*** Opening Data excerpts ***

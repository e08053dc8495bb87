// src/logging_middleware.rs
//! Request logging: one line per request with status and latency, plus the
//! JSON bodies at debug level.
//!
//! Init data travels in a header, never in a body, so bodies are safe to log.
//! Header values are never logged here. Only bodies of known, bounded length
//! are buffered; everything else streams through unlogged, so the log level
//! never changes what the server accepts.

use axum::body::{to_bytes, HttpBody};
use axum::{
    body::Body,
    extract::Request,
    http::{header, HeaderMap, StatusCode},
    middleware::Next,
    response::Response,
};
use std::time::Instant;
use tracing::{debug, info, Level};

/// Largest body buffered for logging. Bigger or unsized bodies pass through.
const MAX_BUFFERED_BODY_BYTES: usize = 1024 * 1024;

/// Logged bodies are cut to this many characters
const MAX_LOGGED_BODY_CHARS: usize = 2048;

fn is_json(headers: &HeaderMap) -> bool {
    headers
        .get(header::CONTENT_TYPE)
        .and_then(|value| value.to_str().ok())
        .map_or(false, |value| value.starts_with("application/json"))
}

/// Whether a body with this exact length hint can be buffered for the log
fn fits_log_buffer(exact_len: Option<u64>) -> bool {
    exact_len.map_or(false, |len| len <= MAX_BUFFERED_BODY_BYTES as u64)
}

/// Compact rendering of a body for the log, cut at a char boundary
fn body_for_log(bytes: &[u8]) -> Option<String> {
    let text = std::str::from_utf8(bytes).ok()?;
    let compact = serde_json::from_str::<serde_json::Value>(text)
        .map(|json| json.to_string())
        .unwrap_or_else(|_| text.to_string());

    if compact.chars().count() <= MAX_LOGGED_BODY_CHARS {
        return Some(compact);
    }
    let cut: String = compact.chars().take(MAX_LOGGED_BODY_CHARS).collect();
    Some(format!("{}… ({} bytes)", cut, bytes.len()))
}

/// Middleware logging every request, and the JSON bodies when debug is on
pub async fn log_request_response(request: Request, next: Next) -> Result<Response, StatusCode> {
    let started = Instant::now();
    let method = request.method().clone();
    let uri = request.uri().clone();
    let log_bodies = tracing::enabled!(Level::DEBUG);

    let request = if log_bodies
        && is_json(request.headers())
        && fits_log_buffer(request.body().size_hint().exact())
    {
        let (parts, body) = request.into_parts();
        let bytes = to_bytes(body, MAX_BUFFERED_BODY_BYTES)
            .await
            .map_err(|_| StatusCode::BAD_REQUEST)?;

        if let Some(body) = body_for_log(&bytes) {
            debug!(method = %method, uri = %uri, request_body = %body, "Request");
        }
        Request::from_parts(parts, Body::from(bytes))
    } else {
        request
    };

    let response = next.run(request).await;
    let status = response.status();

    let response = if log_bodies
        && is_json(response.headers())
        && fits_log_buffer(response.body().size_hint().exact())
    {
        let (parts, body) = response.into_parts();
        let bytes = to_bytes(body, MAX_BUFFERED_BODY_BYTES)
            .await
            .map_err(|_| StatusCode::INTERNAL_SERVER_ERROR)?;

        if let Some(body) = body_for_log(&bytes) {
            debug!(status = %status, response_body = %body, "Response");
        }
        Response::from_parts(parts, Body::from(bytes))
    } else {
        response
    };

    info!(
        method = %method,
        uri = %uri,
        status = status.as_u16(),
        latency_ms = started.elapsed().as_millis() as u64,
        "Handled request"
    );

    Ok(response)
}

*** Closing Data excerpts ***

## [Task details]
Output, and output only, the lines from the one containing "Response::from_parts(parts, Body::from(bytes))" through the last line of the data above.

## [Exercise response]
        Response::from_parts(parts, Body::from(bytes))
    } else {
        response
    };

    info!(
        method = %method,
        uri = %uri,
        status = status.as_u16(),
        latency_ms = started.elapsed().as_millis() as u64,
        "Handled request"
    );

    Ok(response)
}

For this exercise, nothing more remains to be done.